Um novo documentário, A Dairy Story, chega para sugerir gentilmente que talvez, só talvez, arrancar bezerros recém-nascidos de suas mães horas após o parto não seja a única maneira de administrar uma fazenda leiteira. O filme foca na Rainton Farm, em Dumfries and Galloway, onde os proprietários David e Wilma Finlay são pioneiros na criação de vacas e bezerros em escala comercial - uma prática tão radical que aparentemente é a primeira do tipo na Europa.

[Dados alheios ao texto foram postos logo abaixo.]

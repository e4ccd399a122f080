// SPDX-FileCopyrightText: 2026 Mattia Egloff <mattia.egloff@pm.me>
//
// SPDX-License-Identifier: GPL-3.0-or-later

//! Ordered delivery to one callback.
//!
//! Router subscriptions and availability observers are called outside the
//! locks that produced their values, from whichever thread made the change.
//! A mailbox keeps those calls in sequence order: values are tagged with the
//! sequence number they were produced under, a value older than one already
//! accepted is dropped, and only one thread at a time runs the callback. A
//! caller that finds the mailbox busy enqueues and returns; the thread that
//! is draining delivers for it. The same applies to a callback that re-enters
//! its own mailbox.

use std::collections::VecDeque;
use std::sync::Mutex;

struct State<T> {
    last_seq: Option<u64>,
    pending: VecDeque<T>,
    draining: bool,
}

pub(crate) struct Mailbox<T> {
    state: Mutex<State<T>>,
}

impl<T> Mailbox<T> {
    pub(crate) fn new() -> Self {
        Mailbox {
            state: Mutex::new(State {
                last_seq: None,
                pending: VecDeque::new(),
                draining: false,
            }),
        }
    }

    /// Offers `value` produced at `seq`. With `redeliver`, the last accepted
    /// sequence is accepted again. Returns false when the value was stale.
    ///
    /// `sink` must not unwind, and every caller of one mailbox must pass an
    /// equivalent sink: queued values are handed to the draining caller's.
    pub(crate) fn deliver(&self, seq: u64, value: T, redeliver: bool, sink: impl Fn(T)) -> bool {
        {
            let mut state = self.state.lock().unwrap();
            let accepted = match state.last_seq {
                None => true,
                Some(last) => seq > last || (redeliver && seq == last),
            };
            if !accepted {
                return false;
            }
            state.last_seq = Some(seq);
            state.pending.push_back(value);
            if state.draining {
                return true;
            }
            state.draining = true;
        }

        loop {
            let next = {
                let mut state = self.state.lock().unwrap();
                match state.pending.pop_front() {
                    Some(next) => next,
                    None => {
                        state.draining = false;
                        return true;
                    }
                }
            };
            sink(next);
        }
    }
}
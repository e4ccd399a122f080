// SPDX-FileCopyrightText: 2026 Mattia Egloff <mattia.egloff@pm.me>
//
// SPDX-License-Identifier: GPL-3.0-or-later

//! WebSocket Connection Handler
//!
//! Runs one upgraded connection from either listener until it closes.

use std::sync::Arc;

use futures_util::{SinkExt, StreamExt};
use tokio::io::{AsyncRead, AsyncWrite};
use tokio_tungstenite::tungstenite::Message;
use tokio_tungstenite::WebSocketStream;
use tracing::{debug, info, warn};

use crate::connection_registry::{ConnectionId, Transport};
use crate::hub::{FrameDisposition, RelayHub};

/// Shared dependencies for handling a WebSocket connection.
pub struct ConnectionDeps {
    pub hub: Arc<RelayHub>,
    pub transport: Transport,
    pub max_message_size: usize,
}

/// Handles a WebSocket connection until the peer closes it or the transport
/// fails. The connection is always unregistered on exit.
pub async fn handle_connection<S>(ws_stream: WebSocketStream<S>, deps: ConnectionDeps)
where
    S: AsyncRead + AsyncWrite + Unpin,
{
    let ConnectionDeps {
        hub,
        transport,
        max_message_size,
    } = deps;
    let session = &uuid::Uuid::new_v4().to_string()[..8];

    let (mut write, mut read) = ws_stream.split();
    let (id, mut outbound) = hub.open_connection(transport);
    info!("[{}] Opened {} over {}", session, id, transport);

    loop {
        let msg = tokio::select! {
            ws_msg = read.next() => match ws_msg {
                Some(msg) => msg,
                None => {
                    debug!("[{}] Disconnected", session);
                    break;
                }
            },
            Some(frame) = outbound.recv() => {
                if let Err(e) = write.send(Message::Text(frame.text)).await {
                    warn!("[{}] Write failed: {}", session, e);
                    break;
                }
                hub.metrics().frames_sent.inc();
                continue;
            }
        };

        match msg {
            Ok(Message::Text(text)) => process_frame(&hub, id, session, &text, max_message_size),
            Ok(Message::Binary(data)) => match String::from_utf8(data) {
                Ok(text) => process_frame(&hub, id, session, &text, max_message_size),
                Err(_) => {
                    warn!("[{}] Ignoring non-UTF-8 binary frame", session);
                    hub.metrics().frames_malformed.inc();
                }
            },
            Ok(Message::Close(_)) => {
                debug!("[{}] Close frame received", session);
                break;
            }
            // tungstenite queues the pong reply itself
            Ok(Message::Ping(_)) | Ok(Message::Pong(_)) | Ok(Message::Frame(_)) => {}
            Err(e) => {
                warn!("[{}] Transport error: {}", session, e);
                break;
            }
        }
    }

    hub.close_connection(id);
    info!("[{}] Closed {}", session, id);
}

fn process_frame(hub: &RelayHub, id: ConnectionId, session: &str, text: &str, max_message_size: usize) {
    if text.len() > max_message_size {
        warn!("[{}] Frame too large: {} bytes", session, text.len());
        hub.metrics().frames_rejected.inc();
        return;
    }

    let _timer = hub.metrics().frame_duration.start_timer();
    match hub.handle_frame(id, text) {
        Ok(FrameDisposition::Dispatched(topic)) => debug!("[{}] Dispatched {}", session, topic),
        Ok(FrameDisposition::Promoted { changed: true }) => {
            info!("[{}] Classified as primary instance", session)
        }
        Ok(FrameDisposition::Promoted { changed: false }) => {}
        Ok(FrameDisposition::Rejected) => warn!("[{}] Primary claim rejected", session),
        Err(e) => warn!("[{}] Dropping malformed frame: {}", session, e),
    }
}
// SPDX-FileCopyrightText: 2026 Mattia Egloff <mattia.egloff@pm.me>
//
// SPDX-License-Identifier: GPL-3.0-or-later

//! HTTP routing integration tests.
//!
//! The plaintext listener reads the request head of each connection: plain
//! HTTP GETs get a JSON status and are closed, WebSocket upgrades proceed.
//!
//! Each test binds to port 0 for isolation.

mod common;

use std::time::Duration;

use tokio::io::{AsyncReadExt, AsyncWriteExt};
use tokio::net::TcpStream;
use tokio::time::timeout;
use tokio_tungstenite::connect_async;

use common::*;

async fn http_get(addr: std::net::SocketAddr, path: &str) -> String {
    let mut stream = TcpStream::connect(addr).await.unwrap();
    let request = format!("GET {} HTTP/1.1\r\nHost: localhost\r\n\r\n", path);
    stream.write_all(request.as_bytes()).await.unwrap();

    let mut response = String::new();
    timeout(Duration::from_secs(2), stream.read_to_string(&mut response))
        .await
        .expect("server did not close the connection")
        .unwrap();
    response
}

fn body(response: &str) -> serde_json::Value {
    let (_, body) = response.split_once("\r\n\r\n").unwrap();
    serde_json::from_str(body).unwrap()
}

#[tokio::test]
async fn test_plain_get_returns_status_json() {
    let hub = create_test_hub(None);
    let addr = start_plain(&hub).await;

    let response = http_get(addr, "/").await;
    assert!(response.starts_with("HTTP/1.1 200 OK"));
    assert!(response.contains("Content-Type: application/json"));

    let json = body(&response);
    assert_eq!(json["service"], "deck-relay");
    assert_eq!(json["clientCount"], 0);
    assert_eq!(json["mainAppCount"], 0);
}

#[tokio::test]
async fn test_status_counts_live_connections() {
    let hub = create_test_hub(None);
    let addr = start_plain(&hub).await;

    let (mut ws, _) = connect_async(format!("ws://{}", addr)).await.unwrap();
    recv_json(&mut ws).await;
    send_text(&mut ws, CLAIM_FRAME).await;
    assert!(eventually(|| hub.has_primary()).await);

    let json = body(&http_get(addr, "/status").await);
    assert_eq!(json["clientCount"], 1);
    assert_eq!(json["mainAppCount"], 1);
}

#[tokio::test]
async fn test_http_get_does_not_register_a_connection() {
    let hub = create_test_hub(None);
    let addr = start_plain(&hub).await;

    http_get(addr, "/anything").await;
    assert_eq!(hub.counts().client_count, 0);
    assert_eq!(hub.metrics().connections_total.get(), 0);
}

#[tokio::test]
async fn test_websocket_works_after_http_get() {
    let hub = create_test_hub(None);
    let addr = start_plain(&hub).await;

    http_get(addr, "/").await;

    let (mut ws, _) = connect_async(format!("ws://{}", addr)).await.unwrap();
    assert_eq!(recv_json(&mut ws).await["action"], "CONNECTED");
}

#[tokio::test]
async fn test_garbage_is_rejected_without_registering() {
    let hub = create_test_hub(None);
    let addr = start_plain(&hub).await;

    let mut stream = TcpStream::connect(addr).await.unwrap();
    stream.write_all(b"HELLO relay\r\n\r\n").await.unwrap();

    assert!(eventually(|| hub.metrics().connection_errors.get() == 1).await);
    assert_eq!(hub.counts().client_count, 0);
}

#[tokio::test]
async fn test_get_split_across_segments_returns_status() {
    let hub = create_test_hub(None);
    let addr = start_plain(&hub).await;

    let mut stream = TcpStream::connect(addr).await.unwrap();
    stream.set_nodelay(true).unwrap();
    stream.write_all(b"GET /status HT").await.unwrap();
    tokio::time::sleep(Duration::from_millis(100)).await;
    stream
        .write_all(b"TP/1.1\r\nHost: localhost\r\n\r\n")
        .await
        .unwrap();

    let mut response = String::new();
    timeout(Duration::from_secs(2), stream.read_to_string(&mut response))
        .await
        .expect("server did not close the connection")
        .unwrap();
    assert!(response.starts_with("HTTP/1.1 200 OK"));
    assert_eq!(body(&response)["service"], "deck-relay");
}

#[tokio::test]
async fn test_upgrade_split_across_segments_is_accepted() {
    let hub = create_test_hub(None);
    let addr = start_plain(&hub).await;

    let mut stream = TcpStream::connect(addr).await.unwrap();
    stream.set_nodelay(true).unwrap();
    stream
        .write_all(b"GET / HTTP/1.1\r\nHost: localhost\r\nUpgrade: web")
        .await
        .unwrap();
    tokio::time::sleep(Duration::from_millis(100)).await;
    stream
        .write_all(
            b"socket\r\nConnection: Upgrade\r\n\
              Sec-WebSocket-Key: dGhlIHNhbXBsZSBub25jZQ==\r\n\
              Sec-WebSocket-Version: 13\r\n\r\n",
        )
        .await
        .unwrap();

    let mut response = Vec::new();
    let mut chunk = [0u8; 512];
    while !response.windows(4).any(|w| w == b"\r\n\r\n") {
        let n = timeout(Duration::from_secs(2), stream.read(&mut chunk))
            .await
            .expect("no handshake response")
            .unwrap();
        assert!(n > 0, "connection closed during handshake");
        response.extend_from_slice(&chunk[..n]);
    }

    assert!(String::from_utf8_lossy(&response).starts_with("HTTP/1.1 101"));
    assert!(eventually(|| hub.counts().client_count == 1).await);
}
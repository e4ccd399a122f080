// SPDX-FileCopyrightText: 2026 Mattia Egloff <mattia.egloff@pm.me>
//
// SPDX-License-Identifier: GPL-3.0-or-later

//! Topic Cache & Subscription Router
//!
//! Keeps the most recent event per topic and fans inbound events out to the
//! widgets subscribed to that topic. A widget subscribing after the companion
//! application already reported a state gets the cached value immediately,
//! so widgets never have to re-query the application when they appear.

use std::collections::HashMap;
use std::panic::{catch_unwind, AssertUnwindSafe};
use std::sync::{Arc, RwLock};

use tracing::{debug, error};

use crate::mailbox::Mailbox;
use crate::protocol::{Event, Topic};

/// Subscriber callback. Receives the event, or `None` on subscription when
/// nothing is cached yet for the topic.
pub type EventCallback = Arc<dyn Fn(Option<&Event>) + Send + Sync>;

/// Sequence used for the empty replay on subscription. Cached events are
/// numbered from 1.
const NOTHING_CACHED: u64 = 0;

/// One (topic, subscriber) binding.
struct Subscription {
    subscriber_id: String,
    callback: EventCallback,
    mailbox: Mailbox<Option<Arc<Event>>>,
}

impl Subscription {
    fn new(subscriber_id: String, callback: EventCallback) -> Self {
        Self {
            subscriber_id,
            callback,
            mailbox: Mailbox::new(),
        }
    }

    fn deliver(&self, seq: u64, event: Option<Arc<Event>>, redeliver: bool) {
        let delivered = self.mailbox.deliver(seq, event, redeliver, |event| {
            invoke(&self.subscriber_id, &self.callback, event.as_deref())
        });
        if !delivered {
            debug!("Dropping stale delivery to {}", self.subscriber_id);
        }
    }
}

#[derive(Default)]
struct RouterState {
    next_seq: u64,
    cache: HashMap<Topic, (u64, Arc<Event>)>,
    subscribers: HashMap<Topic, Vec<Arc<Subscription>>>,
}

/// Topic cache and subscriber table.
///
/// Callbacks run outside the table lock and may call back into the router.
/// Each subscriber sees the events of a topic in cache order: a replay that
/// loses a race against a newer dispatch is skipped for that subscriber.
#[derive(Default)]
pub struct Router {
    state: RwLock<RouterState>,
}

impl Router {
    pub fn new() -> Self {
        Self::default()
    }

    /// Binds `callback` to `topic` for `subscriber_id`, replacing a previous
    /// binding of the same pair in place. The callback is invoked once
    /// immediately with the cached event, if any.
    pub fn on<F>(&self, topic: Topic, subscriber_id: impl Into<String>, callback: F)
    where
        F: Fn(Option<&Event>) + Send + Sync + 'static,
    {
        let subscriber_id = subscriber_id.into();
        let subscription = Arc::new(Subscription::new(subscriber_id.clone(), Arc::new(callback)));

        let (seq, cached) = {
            let mut state = self.state.write().unwrap();
            let bindings = state.subscribers.entry(topic.clone()).or_default();
            match bindings
                .iter_mut()
                .find(|binding| binding.subscriber_id == subscriber_id)
            {
                Some(slot) => *slot = subscription.clone(),
                None => bindings.push(subscription.clone()),
            }
            match state.cache.get(&topic) {
                Some((seq, event)) => (*seq, Some(event.clone())),
                None => (NOTHING_CACHED, None),
            }
        };

        debug!("{} subscribed to {}", subscriber_id, topic);
        subscription.deliver(seq, cached, false);
    }

    /// Removes the binding of `subscriber_id` to `topic`. No-op if absent.
    pub fn off(&self, topic: &Topic, subscriber_id: &str) {
        let mut state = self.state.write().unwrap();
        if let Some(bindings) = state.subscribers.get_mut(topic) {
            bindings.retain(|binding| binding.subscriber_id != subscriber_id);
            if bindings.is_empty() {
                state.subscribers.remove(topic);
            }
        }
    }

    /// Removes every binding held by `subscriber_id`.
    pub fn off_all(&self, subscriber_id: &str) {
        let mut state = self.state.write().unwrap();
        state.subscribers.retain(|_, bindings| {
            bindings.retain(|binding| binding.subscriber_id != subscriber_id);
            !bindings.is_empty()
        });
    }

    /// Caches `event` under its topic, then delivers it to every subscriber
    /// of that topic in registration order.
    pub fn dispatch(&self, event: Event) {
        let topic = event.topic();
        let event = Arc::new(event);
        let (seq, bindings) = {
            let mut state = self.state.write().unwrap();
            state.next_seq += 1;
            let seq = state.next_seq;
            state.cache.insert(topic.clone(), (seq, event.clone()));
            let bindings = state.subscribers.get(&topic).cloned().unwrap_or_default();
            (seq, bindings)
        };

        debug!("Dispatching {} to {} subscriber(s)", topic, bindings.len());
        for binding in &bindings {
            binding.deliver(seq, Some(event.clone()), false);
        }
    }

    /// Re-delivers every cached event to the subscribers of its topic.
    pub fn replay_all(&self) {
        let deliveries: Vec<(u64, Arc<Event>, Vec<Arc<Subscription>>)> = {
            let state = self.state.read().unwrap();
            state
                .cache
                .iter()
                .filter_map(|(topic, (seq, event))| {
                    state
                        .subscribers
                        .get(topic)
                        .map(|bindings| (*seq, event.clone(), bindings.clone()))
                })
                .collect()
        };

        for (seq, event, bindings) in &deliveries {
            for binding in bindings {
                binding.deliver(*seq, Some(event.clone()), true);
            }
        }
    }

    /// Last event cached for `topic`.
    pub fn cached(&self, topic: &Topic) -> Option<Event> {
        self.state
            .read()
            .unwrap()
            .cache
            .get(topic)
            .map(|(_, event)| Event::clone(event))
    }

    pub fn subscriber_count(&self, topic: &Topic) -> usize {
        self.state
            .read()
            .unwrap()
            .subscribers
            .get(topic)
            .map_or(0, Vec::len)
    }
}

fn invoke(subscriber_id: &str, callback: &EventCallback, event: Option<&Event>) {
    if catch_unwind(AssertUnwindSafe(|| callback(event))).is_err() {
        error!("Subscriber {} panicked while handling an event", subscriber_id);
    }
}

Em vez do padrão da indústria de separar os bezerros de suas mães logo após o nascimento, os Finlays os deixam juntos até que os filhotes tenham cinco ou seis meses de idade. Isso quebra a ortodoxia da pecuária leiteira, que geralmente se recusa a desperdiçar leite lucrativo com bezerros. Sem surpresa, os fazendeiros vizinhos eram céticos, e até as vacas ficaram inicialmente confusas: em um piloto de 2012, os animais ficaram estressados com a mudança repentina de rotina ao se depararem com filhotes carentes que esperavam que desaparecessem. A produção de leite caiu no início, mas se recuperou para um aumento de 25% em testes subsequentes, à medida que as mães se acalmavam e a sucção extra estimulava a produção. O filme também destaca as rotinas prejudiciais impostas aos produtores de leite pelos métodos antigos - um cronograma de ordenha fabril estressante que, cercado por veterinária intensiva e fertilização de culturas, tem repercussões ecológicas nos campos.